Try it: Repeat the lines from the line with "self(expression)" to the line with "pub fn skolem_ids(&self)" in the listing below, keeping both end lines and adding nothing.

+-------+

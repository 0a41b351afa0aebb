//! Candidate domains for the variable nodes of a factor graph.
use std::collections::{BTreeMap, BTreeSet, HashMap};
use std::hash::BuildHasherDefault;
use std::path::Path;
use std::sync::Arc;

use lazy_static::lazy_static;
use regex::Regex;
use seahash::SeaHasher;
use tracing::debug;

use crate::error::{RefgraphError, Result};
use crate::logic::{Constant, LogicLanguage, LogicalExpression, Type};

pub type NameHasher = BuildHasherDefault<SeaHasher>;

/// Maps an expression occurrence to the values its variable node may take.
/// An empty result means the occurrence is not a resolution site.
pub trait AssignmentGenerator: Send + Sync {
    fn assignments(&self, expression: &LogicalExpression) -> Vec<LogicalExpression>;
}

impl<F> AssignmentGenerator for F
where
    F: Fn(&LogicalExpression) -> Vec<LogicalExpression> + Send + Sync,
{
    fn assignments(&self, expression: &LogicalExpression) -> Vec<LogicalExpression> {
        self(expression)
    }
}

/// Creates one generator per input expression.
pub trait AssignmentGeneratorFactory: Send + Sync {
    fn create(&self, expression: &LogicalExpression) -> Box<dyn AssignmentGenerator>;
}

// ------------- Reference assignments -------------
/// The id placeholder may refer to any skolem ID in the whole expression,
/// including IDs introduced after it. Constants with an entry in the
/// specification mapping get the mapped constants.
#[derive(Debug, Clone)]
pub struct ReferenceAssignments {
    placeholder: LogicalExpression,
    skolem_ids: Vec<LogicalExpression>,
    specification_mapping: Arc<SpecificationMapping>,
}

impl ReferenceAssignments {
    pub fn new(expression: &LogicalExpression, language: &LogicLanguage) -> Self {
        let skolem_ids = expression
            .skolem_ids()
            .into_iter()
            .map(LogicalExpression::SkolemId)
            .collect();
        Self {
            placeholder: language.id_placeholder().clone(),
            skolem_ids,
            specification_mapping: language.specification_mapping().clone(),
        }
    }
    pub fn skolem_ids(&self) -> &[LogicalExpression] {
        &self.skolem_ids
    }
}

impl AssignmentGenerator for ReferenceAssignments {
    fn assignments(&self, expression: &LogicalExpression) -> Vec<LogicalExpression> {
        if expression == &self.placeholder {
            self.skolem_ids.clone()
        } else if let Some(constant) = expression.as_constant() {
            self.specification_mapping.assignments(constant)
        } else {
            Vec::new()
        }
    }
}

pub struct ReferenceFactory {
    language: Arc<LogicLanguage>,
}

impl ReferenceFactory {
    pub fn new(language: Arc<LogicLanguage>) -> Self {
        Self { language }
    }
}

impl AssignmentGeneratorFactory for ReferenceFactory {
    fn create(&self, expression: &LogicalExpression) -> Box<dyn AssignmentGenerator> {
        let generator = ReferenceAssignments::new(expression, &self.language);
        debug!(ids = generator.skolem_ids().len(), "created reference assignment generator");
        Box::new(generator)
    }
}

/// Produces generators that never propose anything.
pub struct StubFactory;

impl AssignmentGeneratorFactory for StubFactory {
    fn create(&self, _expression: &LogicalExpression) -> Box<dyn AssignmentGenerator> {
        Box::new(|_: &LogicalExpression| Vec::<LogicalExpression>::new())
    }
}

// ------------- SpecificationMapping -------------
lazy_static! {
    static ref MAPPING_LINE: Regex = Regex::new(r"^([^\t]+)\t(.+)$").unwrap();
}

/// Underspecified constant names and the fully specified names they stand for.
/// Files carry one entry per line: `name<TAB>specific1,specific2,...`.
#[derive(Debug, Clone, Default)]
pub struct SpecificationMapping {
    assignments: BTreeMap<String, BTreeSet<String>>,
    underspecified: HashMap<String, String, NameHasher>,
}

impl SpecificationMapping {
    pub fn new(assignments: BTreeMap<String, BTreeSet<String>>) -> Self {
        let mut underspecified = HashMap::default();
        for (general, specifics) in &assignments {
            for specific in specifics {
                underspecified.insert(specific.clone(), general.clone());
            }
        }
        Self { assignments, underspecified }
    }

    pub fn parse(text: &str) -> Result<Self> {
        let mut assignments = BTreeMap::new();
        for (number, line) in text.lines().enumerate() {
            if line.trim().is_empty() {
                continue;
            }
            let captures = MAPPING_LINE.captures(line).ok_or_else(|| RefgraphError::Parse {
                message: format!("malformed specification mapping line: {}", line),
                line: Some(number + 1),
                col: None,
            })?;
            let specifics = captures[2]
                .split(',')
                .map(str::trim)
                .filter(|s| !s.is_empty())
                .map(str::to_string)
                .collect::<BTreeSet<_>>();
            assignments.insert(captures[1].trim().to_string(), specifics);
        }
        Ok(Self::new(assignments))
    }

    pub fn read(path: &Path) -> Result<Self> {
        Self::parse(&std::fs::read_to_string(path)?)
    }

    pub fn len(&self) -> usize {
        self.assignments.len()
    }
    pub fn is_empty(&self) -> bool {
        self.assignments.is_empty()
    }

    /// Constants of the same type for every specific name mapped from this one.
    pub fn assignments(&self, constant: &Constant) -> Vec<LogicalExpression> {
        self.assignments
            .get(constant.wrapped_name())
            .map(|names| {
                names
                    .iter()
                    .map(|name| LogicalExpression::constant(name, constant.ty().clone()))
                    .collect()
            })
            .unwrap_or_default()
    }

    pub fn is_underspecified(&self, constant: &Constant) -> bool {
        self.assignments.contains_key(constant.wrapped_name())
    }

    /// Replaces a specific binary relation `<?,<?,t>>` with its general name.
    pub fn underspecify(&self, constant: &Constant) -> LogicalExpression {
        let binary_relation = constant
            .ty()
            .range()
            .and_then(Type::range)
            .is_some_and(Type::is_truth_value);
        match self.underspecified.get(constant.name()) {
            Some(general) if binary_relation => {
                LogicalExpression::constant(general, constant.ty().clone())
            }
            _ => LogicalExpression::Constant(Arc::new(constant.clone())),
        }
    }
}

+-------+

Response area:
        self(expression)
    }
}

/// Creates one generator per input expression.
pub trait AssignmentGeneratorFactory: Send + Sync {
    fn create(&self, expression: &LogicalExpression) -> Box<dyn AssignmentGenerator>;
}

// ------------- Reference assignments -------------
/// The id placeholder may refer to any skolem ID in the whole expression,
/// including IDs introduced after it. Constants with an entry in the
/// specification mapping get the mapped constants.
#[derive(Debug, Clone)]
pub struct ReferenceAssignments {
    placeholder: LogicalExpression,
    skolem_ids: Vec<LogicalExpression>,
    specification_mapping: Arc<SpecificationMapping>,
}

impl ReferenceAssignments {
    pub fn new(expression: &LogicalExpression, language: &LogicLanguage) -> Self {
        let skolem_ids = expression
            .skolem_ids()
            .into_iter()
            .map(LogicalExpression::SkolemId)
            .collect();
        Self {
            placeholder: language.id_placeholder().clone(),
            skolem_ids,
            specification_mapping: language.specification_mapping().clone(),
        }
    }
    pub fn skolem_ids(&self) -> &[LogicalExpression] {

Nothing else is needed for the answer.